Le 20ème siècle débute dans un contexte de divisions douloureuses. Républicains et Nationalistes, anticléricaux et cléricaux, ne cessent au plan national comme au plan local de s’invectiver. Les pointes des flèches décochées sont trempées dans l’acide ! A Paimpol : dans la presse, au sein du conseil municipal comme en haut de la chaire de l’église paroissiale : écrits, paroles, propos, de plus en plus virulents, attisent les esprits et conduisent à des décisions inattendues.
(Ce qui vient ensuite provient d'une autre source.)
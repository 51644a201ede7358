//! Sync endpoint (`/api/v1/sync`): batched commands and filter reads.
//!
//! Commands are submitted as a JSON array in the `commands` form field.
//! The endpoint keeps the legacy command names (`filter_add`,
//! `project_move`, ...).

use crate::client::Client;
use crate::error::Result;
use reconcile::remote::{RemoteResult, RemoteSavedQuery};
use reconcile::{BatchApi, BatchCommand, BatchResponse, Deadline};
use serde::Deserialize;
use serde_json::Value;
use std::collections::HashMap;

const SYNC: &str = "/api/v1/sync";

#[derive(Debug, Default, Deserialize)]
#[serde(default)]
struct SyncResponse {
    sync_status: HashMap<String, Value>,
    temp_id_mapping: HashMap<String, String>,
    filters: Vec<Filter>,
}

#[derive(Debug, Default, Deserialize)]
#[serde(default)]
struct Filter {
    id: String,
    name: String,
    query: String,
    color: String,
    item_order: i64,
    is_favorite: bool,
    is_deleted: bool,
}

impl From<Filter> for RemoteSavedQuery {
    fn from(f: Filter) -> Self {
        Self {
            id: f.id,
            name: f.name,
            query: f.query,
            color: f.color,
            is_favorite: f.is_favorite,
            item_order: f.item_order,
            is_deleted: f.is_deleted,
        }
    }
}

impl Client {
    /// Full read of the filter resource, soft-deleted entries included.
    pub(crate) fn read_filters(&self, deadline: &Deadline) -> Result<Vec<RemoteSavedQuery>> {
        let form = [
            ("sync_token", "*".to_string()),
            ("resource_types", r#"["filters"]"#.to_string()),
        ];
        let response: SyncResponse = self.http().post_form(SYNC, &form, deadline)?;
        Ok(response.filters.into_iter().map(Into::into).collect())
    }
}

impl BatchApi for Client {
    fn submit(&self, commands: &[BatchCommand], deadline: &Deadline) -> RemoteResult<BatchResponse> {
        let encoded = serde_json::to_string(commands)
            .map_err(|e| crate::Error::Encode(e.to_string()))?;
        let form = [("commands", encoded)];
        let response: SyncResponse = self.http().post_form(SYNC, &form, deadline)?;
        Ok(BatchResponse {
            sync_status: response.sync_status,
            temp_id_mapping: response.temp_id_mapping,
        })
    }

    fn max_batch_size(&self) -> usize {
        self.max_commands()
    }
}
L’annulation par le curé Henri FROMAL de la bénédiction des goélettes et des équipages avant le départ pour la campagne 1904, et le refus d’un armateur lors du lancement de sa goélette de la faire baptiser tissent la toile de fond de l’histoire inédite de la goélette HYGIE. Elle restera dans l’histoire paimpolaise de la grande pêche la seule goélette qui n’aura pas été baptisée au moment de son lancement comme pour son départ pour sa première campagne ! Religieusement s’entend !

Maisons au bord de l'eau

La goélette en construction à droite de la photo pourrait être l’HYGIE.
Sources : Photo : Yvonnig ; Livre « Paimpol La morue d’Islande et les chantiers navals Laboureur » – Anne-Marie Laboureur

Je m’appelais HYGIE ! J’étais l’une des très nombreuses goélettes paimpolaises armées pour la grande pêche à Islande. Depuis un peu plus d’un siècle, je gis au fond de l’océan Atlantique Nord non loin des côtes islandaises. Mon histoire, bien courte, à peine six ans, n’est pas banale !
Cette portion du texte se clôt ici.